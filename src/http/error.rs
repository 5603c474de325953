//! API error types and HTTP response mapping.
//!
//! Every failure maps to the uniform envelope
//! `{error: true, status_code, message, path, details?}`; `details` is
//! present only for request-validation failures. Each error is logged
//! server-side before being translated into a response.

use axum::Json;
use axum::http::StatusCode;
use axum::response::{IntoResponse, Response};
use serde::Serialize;

use crate::http::auth::AuthError;
use crate::task::services::TaskLifecycleError;

/// Result type for API handlers.
pub type ApiResult<T> = Result<T, ApiError>;

/// A single field-level validation violation.
#[derive(Debug, Clone, Serialize)]
pub struct FieldViolation {
    /// Offending request field.
    pub field: String,
    /// Human-readable description of the violation.
    pub message: String,
}

impl FieldViolation {
    /// Creates a violation for `field`.
    #[must_use]
    pub fn new(field: impl Into<String>, message: impl Into<String>) -> Self {
        Self {
            field: field.into(),
            message: message.into(),
        }
    }
}

/// HTTP API error carrying everything the envelope needs.
#[derive(Debug)]
pub struct ApiError {
    status: StatusCode,
    message: String,
    path: String,
    details: Option<Vec<FieldViolation>>,
}

/// JSON error envelope body.
#[derive(Serialize)]
struct ErrorEnvelope<'a> {
    error: bool,
    status_code: u16,
    message: &'a str,
    path: &'a str,
    #[serde(skip_serializing_if = "Option::is_none")]
    details: Option<&'a [FieldViolation]>,
}

impl ApiError {
    fn new(status: StatusCode, message: impl Into<String>, path: impl Into<String>) -> Self {
        Self {
            status,
            message: message.into(),
            path: path.into(),
            details: None,
        }
    }

    /// Absent or malformed credential.
    #[must_use]
    pub fn unauthenticated(message: impl Into<String>, path: impl Into<String>) -> Self {
        Self::new(StatusCode::UNAUTHORIZED, message, path)
    }

    /// Credential present but wrong.
    #[must_use]
    pub fn forbidden(path: impl Into<String>) -> Self {
        Self::new(StatusCode::FORBIDDEN, "Invalid API key", path)
    }

    /// Server is missing required configuration.
    #[must_use]
    pub fn misconfigured(path: impl Into<String>) -> Self {
        Self::new(
            StatusCode::INTERNAL_SERVER_ERROR,
            "API key is not configured",
            path,
        )
    }

    /// No task exists for the requested identifier.
    #[must_use]
    pub fn not_found(path: impl Into<String>) -> Self {
        Self::new(StatusCode::NOT_FOUND, "Task not found", path)
    }

    /// Malformed request body, with field-level detail.
    #[must_use]
    pub fn validation(path: impl Into<String>, details: Vec<FieldViolation>) -> Self {
        let mut err = Self::new(
            StatusCode::BAD_REQUEST,
            "Request validation failed",
            path,
        );
        err.details = Some(details);
        err
    }

    /// Anything else, including downstream store or publisher failures.
    #[must_use]
    pub fn internal(path: impl Into<String>) -> Self {
        Self::new(
            StatusCode::INTERNAL_SERVER_ERROR,
            "Internal server error",
            path,
        )
    }

    /// Maps an auth gate failure to its response class.
    #[must_use]
    pub fn from_auth(err: &AuthError, path: impl Into<String>) -> Self {
        match err {
            AuthError::MissingHeader | AuthError::MalformedHeader => {
                Self::unauthenticated(err.to_string(), path)
            }
            AuthError::MissingSecret => Self::misconfigured(path),
            AuthError::InvalidToken => Self::forbidden(path),
        }
    }

    /// Maps a service failure to its response class.
    #[must_use]
    pub fn from_service(err: &TaskLifecycleError, path: impl Into<String>) -> Self {
        match err {
            TaskLifecycleError::NotFound(_) => Self::not_found(path),
            TaskLifecycleError::Domain(domain_err) => Self::validation(
                path,
                vec![FieldViolation::new("status", domain_err.to_string())],
            ),
            TaskLifecycleError::Repository(_) | TaskLifecycleError::Publish(_) => {
                tracing::error!(error = %err, "task operation failed");
                Self::internal(path)
            }
        }
    }
}

impl IntoResponse for ApiError {
    fn into_response(self) -> Response {
        tracing::error!(
            status = self.status.as_u16(),
            path = %self.path,
            message = %self.message,
            "request failed"
        );
        let body = Json(ErrorEnvelope {
            error: true,
            status_code: self.status.as_u16(),
            message: &self.message,
            path: &self.path,
            details: self.details.as_deref(),
        });
        (self.status, body).into_response()
    }
}
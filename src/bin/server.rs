//! Taskrelay HTTP server entry point.
//!
//! Loads configuration from the environment (after sourcing `.env`),
//! runs pending database migrations, wires the `PostgreSQL` repository
//! and the Redis event publisher into one task lifecycle service, and
//! serves the REST surface until a shutdown signal arrives.

use std::sync::Arc;

use diesel::pg::PgConnection;
use diesel::r2d2::{ConnectionManager, Pool};
use diesel_migrations::{EmbeddedMigrations, MigrationHarness, embed_migrations};
use mockable::DefaultClock;
use tracing_subscriber::EnvFilter;

use taskrelay::config::AppConfig;
use taskrelay::http::{AppState, AuthSecret, router, server};
use taskrelay::task::adapters::postgres::{PostgresTaskRepository, TaskPgPool};
use taskrelay::task::adapters::redis::RedisEventPublisher;
use taskrelay::task::services::TaskLifecycleService;

/// Boxed error type for the main result.
type BoxError = Box<dyn std::error::Error + Send + Sync>;

/// Embedded schema migrations, applied at startup.
const MIGRATIONS: EmbeddedMigrations = embed_migrations!("migrations");

fn init_tracing() {
    let filter = EnvFilter::try_from_default_env().unwrap_or_else(|_| EnvFilter::new("info"));
    tracing_subscriber::fmt().with_env_filter(filter).init();
}

fn build_pool(database_url: &str) -> Result<TaskPgPool, BoxError> {
    let manager = ConnectionManager::<PgConnection>::new(database_url);
    Ok(Pool::builder().build(manager)?)
}

fn run_migrations(pool: &TaskPgPool) -> Result<(), BoxError> {
    let mut connection = pool.get()?;
    connection.run_pending_migrations(MIGRATIONS)?;
    Ok(())
}

#[tokio::main]
async fn main() -> Result<(), BoxError> {
    dotenvy::dotenv().ok();
    init_tracing();

    let config = AppConfig::from_env()?;

    let pool = build_pool(&config.database_url)?;
    run_migrations(&pool)?;

    let repository = Arc::new(PostgresTaskRepository::new(pool));
    let publisher = Arc::new(RedisEventPublisher::from_url(
        &config.redis_url,
        &config.events_topic,
        &config.events_subscription,
    )?);
    let service = Arc::new(TaskLifecycleService::new(
        repository,
        publisher,
        Arc::new(DefaultClock),
    ));

    let state = AppState::new(service, config.update_id_mismatch);
    let app = router(state, AuthSecret::new(config.api_key.clone()));

    let listener = tokio::net::TcpListener::bind(config.bind_addr).await?;
    tracing::info!(addr = %config.bind_addr, "taskrelay listening");
    server::serve(listener, app).await?;

    tracing::info!("shutting down");
    Ok(())
}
======
All of the material above should be reproduced exactly.

filename src/http/error.rs
repository 5603c474de325953
//! API error types and HTTP response mapping.
//!
//! Every failure maps to the uniform envelope
//! `{error: true, status_code, message, path, details?}`; `details` is
//! present only for request-validation failures. Each error is logged
//! server-side before being translated into a response.

use axum::Json;
use axum::http::StatusCode;
use axum::response::{IntoResponse, Response};
use serde::Serialize;

use crate::http::auth::AuthError;
use crate::task::services::TaskLifecycleError;

/// Result type for API handlers.
pub type ApiResult<T> = Result<T, ApiError>;

/// A single field-level validation violation.
#[derive(Debug, Clone, Serialize)]
pub struct FieldViolation {
    /// Offending request field.
    pub field: String,
    /// Human-readable description of the violation.
    pub message: String,
}

impl FieldViolation {
    /// Creates a violation for `field`.
    #[must_use]
    pub fn new(field: impl Into<String>, message: impl Into<String>) -> Self {
        Self {
            field: field.into(),
            message: message.into(),
        }
    }
}

/// HTTP API error carrying everything the envelope needs.
#[derive(Debug)]
pub struct ApiError {
    status: StatusCode,
    message: String,
    path: String,
    details: Option<Vec<FieldViolation>>,
}

/// JSON error envelope body.
#[derive(Serialize)]
struct ErrorEnvelope<'a> {
    error: bool,
    status_code: u16,
    message: &'a str,
    path: &'a str,
    #[serde(skip_serializing_if = "Option::is_none")]
    details: Option<&'a [FieldViolation]>,
}

impl ApiError {
    fn new(status: StatusCode, message: impl Into<String>, path: impl Into<String>) -> Self {
        Self {
            status,
            message: message.into(),
            path: path.into(),
            details: None,
        }
    }

    /// Absent or malformed credential.
    #[must_use]
    pub fn unauthenticated(message: impl Into<String>, path: impl Into<String>) -> Self {
        Self::new(StatusCode::UNAUTHORIZED, message, path)
    }

    /// Credential present but wrong.
    #[must_use]
    pub fn forbidden(path: impl Into<String>) -> Self {
        Self::new(StatusCode::FORBIDDEN, "Invalid API key", path)
    }

    /// Server is missing required configuration.
    #[must_use]
    pub fn misconfigured(path: impl Into<String>) -> Self {
        Self::new(
            StatusCode::INTERNAL_SERVER_ERROR,
            "API key is not configured",
            path,
        )
    }

    /// No task exists for the requested identifier.
    #[must_use]
    pub fn not_found(path: impl Into<String>) -> Self {
        Self::new(StatusCode::NOT_FOUND, "Task not found", path)
    }

    /// Malformed request body, with field-level detail.
    #[must_use]
    pub fn validation(path: impl Into<String>, details: Vec<FieldViolation>) -> Self {
        let mut err = Self::new(
            StatusCode::BAD_REQUEST,
            "Request validation failed",
            path,
        );
        err.details = Some(details);
        err
    }

    /// Anything else, including downstream store or publisher failures.
    #[must_use]
    pub fn internal(path: impl Into<String>) -> Self {
        Self::new(
            StatusCode::INTERNAL_SERVER_ERROR,
            "Internal server error",
            path,
        )
    }

    /// Maps an auth gate failure to its response class.
    #[must_use]
    pub fn from_auth(err: &AuthError, path: impl Into<String>) -> Self {
        match err {
            AuthError::MissingHeader | AuthError::MalformedHeader => {
                Self::unauthenticated(err.to_string(), path)
            }
            AuthError::MissingSecret => Self::misconfigured(path),
            AuthError::InvalidToken => Self::forbidden(path),
        }
    }

    /// Maps a service failure to its response class.
    #[must_use]
    pub fn from_service(err: &TaskLifecycleError, path: impl Into<String>) -> Self {
        match err {
            TaskLifecycleError::NotFound(_) => Self::not_found(path),
            TaskLifecycleError::Domain(domain_err) => Self::validation(
                path,
                vec![FieldViolation::new("status", domain_err.to_string())],
            ),
            TaskLifecycleError::Repository(_) | TaskLifecycleError::Publish(_) => {
                tracing::error!(error = %err, "task operation failed");
                Self::internal(path)
            }
        }
    }
}

impl IntoResponse for ApiError {
    fn into_response(self) -> Response {
        tracing::error!(
            status = self.status.as_u16(),
            path = %self.path,
            message = %self.message,
            "request failed"
        );
        let body = Json(ErrorEnvelope {
            error: true,
            status_code: self.status.as_u16(),
            message: &self.message,
            path: &self.path,
            details: self.details.as_deref(),
        });
        (self.status, body).into_response()
    }
}
filename src/bin/server.rs
//! Taskrelay HTTP server entry point.
//!
//! Loads configuration from the environment (after sourcing `.env`),
//! runs pending database migrations, wires the `PostgreSQL` repository
//! and the Redis event publisher into one task lifecycle service, and
//! serves the REST surface until a shutdown signal arrives.

use std::sync::Arc;

use diesel::pg::PgConnection;
use diesel::r2d2::{ConnectionManager, Pool};
use diesel_migrations::{EmbeddedMigrations, MigrationHarness, embed_migrations};
use mockable::DefaultClock;
use tracing_subscriber::EnvFilter;

use taskrelay::config::AppConfig;
use taskrelay::http::{AppState, AuthSecret, router, server};
use taskrelay::task::adapters::postgres::{PostgresTaskRepository, TaskPgPool};
use taskrelay::task::adapters::redis::RedisEventPublisher;
use taskrelay::task::services::TaskLifecycleService;

/// Boxed error type for the main result.
type BoxError = Box<dyn std::error::Error + Send + Sync>;

/// Embedded schema migrations, applied at startup.
const MIGRATIONS: EmbeddedMigrations = embed_migrations!("migrations");

fn init_tracing() {
    let filter = EnvFilter::try_from_default_env().unwrap_or_else(|_| EnvFilter::new("info"));
    tracing_subscriber::fmt().with_env_filter(filter).init();
}

fn build_pool(database_url: &str) -> Result<TaskPgPool, BoxError> {
    let manager = ConnectionManager::<PgConnection>::new(database_url);
    Ok(Pool::builder().build(manager)?)
}

fn run_migrations(pool: &TaskPgPool) -> Result<(), BoxError> {
    let mut connection = pool.get()?;
    connection.run_pending_migrations(MIGRATIONS)?;
    Ok(())
}

#[tokio::main]
async fn main() -> Result<(), BoxError> {
    dotenvy::dotenv().ok();
    init_tracing();

    let config = AppConfig::from_env()?;

    let pool = build_pool(&config.database_url)?;
    run_migrations(&pool)?;

    let repository = Arc::new(PostgresTaskRepository::new(pool));
    let publisher = Arc::new(RedisEventPublisher::from_url(
        &config.redis_url,
        &config.events_topic,
        &config.events_subscription,
    )?);
    let service = Arc::new(TaskLifecycleService::new(
        repository,
        publisher,
        Arc::new(DefaultClock),
    ));

    let state = AppState::new(service, config.update_id_mismatch);
    let app = router(state, AuthSecret::new(config.api_key.clone()));

    let listener = tokio::net::TcpListener::bind(config.bind_addr).await?;
    tracing::info!(addr = %config.bind_addr, "taskrelay listening");
    server::serve(listener, app).await?;

    tracing::info!("shutting down");
    Ok(())
}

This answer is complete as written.